Le champ de la santé publique est immense. Il couvre tout d’abord le risque infectieux qui ne se limite pas à la compréhension des virus, des bactéries et des parasites uni ou pluricellulaires, mais s’intéresse aussi à leurs vecteurs : l’eau, l’air, les insectes les chauves-souris … Puis viennent tous les « risques » non infectieux : tabac, alcool, alimentation, toxicomanie, toxiques de toutes sortes dans tous les milieux et tous les lieux de travail…. Aujourd’hui, la bio-informatique tient aussi une place de choix en santé publique avec d’un côté la génomique et, de l’autre, la recherche de médicaments qui permettraient d’agir sur tel ou tel phénomène pathologique. Viennent enfin le droit de la santé et toutes les disciplines des sciences humaines et sociales : histoire, démographie, géographie, économie, sociologie, psychologie sociale … et, enfin, la philosophie explicitement ou implicitement invoquée.

Dans leur cabinet ou à l’hôpital, les médecins constatent les échecs de la santé publique. Ils soignent parce que l’on n’a pas pu prévenir la diffusion du virus et demandent au gouvernement d’agir quand ils craignent de ne plus pouvoir soigner tous les patients qui se présentent. Faute de pouvoir prévenir les effets d’une maladie dont on ignore tout, quand elle survient avec ce degré de gravité comment ne pas tout interdire ? Est-ce la seule voie quand l’isolement ne diminue rien d’autre que le nombre de patients hospitalisés ? Car, dès que les vannes s’ouvrent, le virus reprend son voyage de virus et ce d’autant plus vite qu’un faible pourcentage de la population est immunisé. Le seul espoir est que, durant ces semaines, ces mois qui viennent, les humains trouvent un moyen de combattre ce SARS-COV19 par des médicaments ou des vaccins.

Ceci n’est qu’un épisode des conflits entre médecins et spécialistes de santé publique et illustre l’analyse de Michel Foucault : « Il n’y a pas de relations de pouvoir sans constitution corrélative d’un champ de savoir, ni de savoir qui ne suppose et ne constitue en même temps des relations de pouvoir… » (2). Pouvoir que beaucoup de médecins cherchent à capter : n’a-t-on pas vu des néphrologues venir parler doctement de virologie infectieuse et de santé publique ?

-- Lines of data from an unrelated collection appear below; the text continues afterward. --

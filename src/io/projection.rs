//! WGS84 geographic to UTM forward projection.
//!
//! Stand-in for an external projection service: datasets reference a UTM
//! zone only by its EPSG code (32601-32660 north, 32701-32760 south) and
//! the transverse-Mercator series below converts longitude/latitude into
//! easting/northing in meters.

use crate::types::{SwathError, SwathResult};

// WGS84 ellipsoid
const SEMI_MAJOR: f64 = 6_378_137.0;
const FLATTENING: f64 = 1.0 / 298.257_223_563;
const SCALE_FACTOR: f64 = 0.9996;
const FALSE_EASTING: f64 = 500_000.0;
const FALSE_NORTHING_SOUTH: f64 = 10_000_000.0;

/// A validated UTM zone, ready to project points.
#[derive(Debug, Clone, Copy, PartialEq, Eq)]
pub struct UtmProjection {
    epsg: u32,
    zone: u32,
    south: bool,
}

impl UtmProjection {
    /// Validate an EPSG code and build the projection for its zone.
    pub fn from_epsg(epsg: u32) -> SwathResult<Self> {
        let (zone, south) = match epsg {
            32601..=32660 => (epsg - 32600, false),
            32701..=32760 => (epsg - 32700, true),
            _ => {
                return Err(SwathError::Projection(format!(
                    "EPSG:{} is not a WGS84 UTM code",
                    epsg
                )))
            }
        };
        Ok(Self { epsg, zone, south })
    }

    pub fn epsg(&self) -> u32 {
        self.epsg
    }

    /// Central meridian of the zone, in degrees.
    pub fn central_meridian(&self) -> f64 {
        (self.zone as f64 - 1.0) * 6.0 - 180.0 + 3.0
    }

    /// Forward projection of one point to (easting, northing) in meters.
    pub fn forward(&self, lon: f64, lat: f64) -> (f64, f64) {
        let e2 = FLATTENING * (2.0 - FLATTENING);
        let ep2 = e2 / (1.0 - e2);

        let phi = lat.to_radians();
        let dlam = (lon - self.central_meridian()).to_radians();

        let sin_phi = phi.sin();
        let cos_phi = phi.cos();
        let tan_phi = phi.tan();

        let n = SEMI_MAJOR / (1.0 - e2 * sin_phi * sin_phi).sqrt();
        let t = tan_phi * tan_phi;
        let c = ep2 * cos_phi * cos_phi;
        let a = cos_phi * dlam;

        // meridian arc from the equator
        let e4 = e2 * e2;
        let e6 = e4 * e2;
        let m = SEMI_MAJOR
            * ((1.0 - e2 / 4.0 - 3.0 * e4 / 64.0 - 5.0 * e6 / 256.0) * phi
                - (3.0 * e2 / 8.0 + 3.0 * e4 / 32.0 + 45.0 * e6 / 1024.0) * (2.0 * phi).sin()
                + (15.0 * e4 / 256.0 + 45.0 * e6 / 1024.0) * (4.0 * phi).sin()
                - (35.0 * e6 / 3072.0) * (6.0 * phi).sin());

        let easting = FALSE_EASTING
            + SCALE_FACTOR
                * n
                * (a + (1.0 - t + c) * a.powi(3) / 6.0
                    + (5.0 - 18.0 * t + t * t + 72.0 * c - 58.0 * ep2) * a.powi(5) / 120.0);

        let mut northing = SCALE_FACTOR
            * (m + n
                * tan_phi
                * (a * a / 2.0
                    + (5.0 - t + 9.0 * c + 4.0 * c * c) * a.powi(4) / 24.0
                    + (61.0 - 58.0 * t + t * t + 600.0 * c - 330.0 * ep2) * a.powi(6) / 720.0));
        if self.south {
            northing += FALSE_NORTHING_SOUTH;
        }

        (easting, northing)
    }
}

/// One-shot projection of a single point through a validated EPSG code.
pub fn project(lon: f64, lat: f64, epsg: u32) -> SwathResult<(f64, f64)> {
    Ok(UtmProjection::from_epsg(epsg)?.forward(lon, lat))
}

En attendant, comme souvent, le Gouvernement et ses experts quittent avec regret le champ de l’éducation et du discours moralisateur et recherchent l’acceptable, sinon le juste niveau d’interdiction. Il est vrai qu’en matière d’éducation pour la santé l’histoire enseigne la modestie. Les campagnes antialcooliques remontent à plus d’un siècle ; tous les fumeurs savent que fumer tue et les diabétiques n’ignorent pas que le sucre n’est pas bon pour leur santé. Mais les hommes ne vivent pas que pour vivre plus longtemps et les interdictions peuvent même donner une saveur particulière à ceux qui les enfreignent. « Le christianisme a beaucoup fait pour l’amour en en faisant un pécher », disait Anatole France !

En cet automne, les Français savent qu’ils courent un risque en se regroupant et que de surcroît ils en font aussi courir à d’autres, mais l’hygiénisme ne peut pas être leur seule philosophie, n’en déplaise aux écologistes.

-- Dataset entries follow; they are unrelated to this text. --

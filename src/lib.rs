//! GeoSwath: A Modular Geodetic Swath-Profile Engine
//!
//! This library projects heterogeneous geodetic datasets (InSAR velocity
//! tracks, GPS networks, topography, seismicity) into fault-perpendicular
//! swath profiles, aggregates them into robust distance bins, removes
//! long-wavelength ramps and cross-validates InSAR against GPS.

pub mod types;
pub mod io;
pub mod core;

// Re-export main types and functions for easier access
pub use types::{
    CoordinateFrame, Fault, GpsNetwork, GpsOptions, InsarOptions, InsarTrack, LinearFeature,
    PointSeries, ReferencePoint, SeismicCatalog, SwathError, SwathResult, TopographyGrid,
};

pub use self::core::{
    BinnedSeries, Binner, CrossMatcher, Profile, ProfileCenter, ProfileFrame, ProfilePipeline,
    RampConfig, RampDegree, RampEstimator, RampSupport, ReferenceFrame, SwathInputs, SwathReport,
};
//! Projection and result output

pub mod export;
pub mod projection;

// Re-export main types
pub use export::{write_binned_profile, write_flattened_track};
pub use projection::{project, UtmProjection};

Aussi, à ce stade, l’époque des choix fatidiques se prolonge et n’apporte qu’une certitude : le Gouvernement et le chef de l’Etat seront critiqués parce qu’ils en auront fait trop ou … pas assez et, alors, beaucoup chercheront des coupables. Il faudra conjurer la démonstration de notre impuissance et prétendre qu’elle aurait pu ne pas être.

Jean de Kervasdoué

(1) « La santé est un état de complet bien-être physique, mental et social, et ne consiste pas seulement en une absence de maladie ou d’infirmité » (OMS, 1946).

(2) In, André Scala, « Notes sur l’actualité, le présent et l’ontologie chez Foucault », Les Cahiers de Philosophie, no 13, 1991.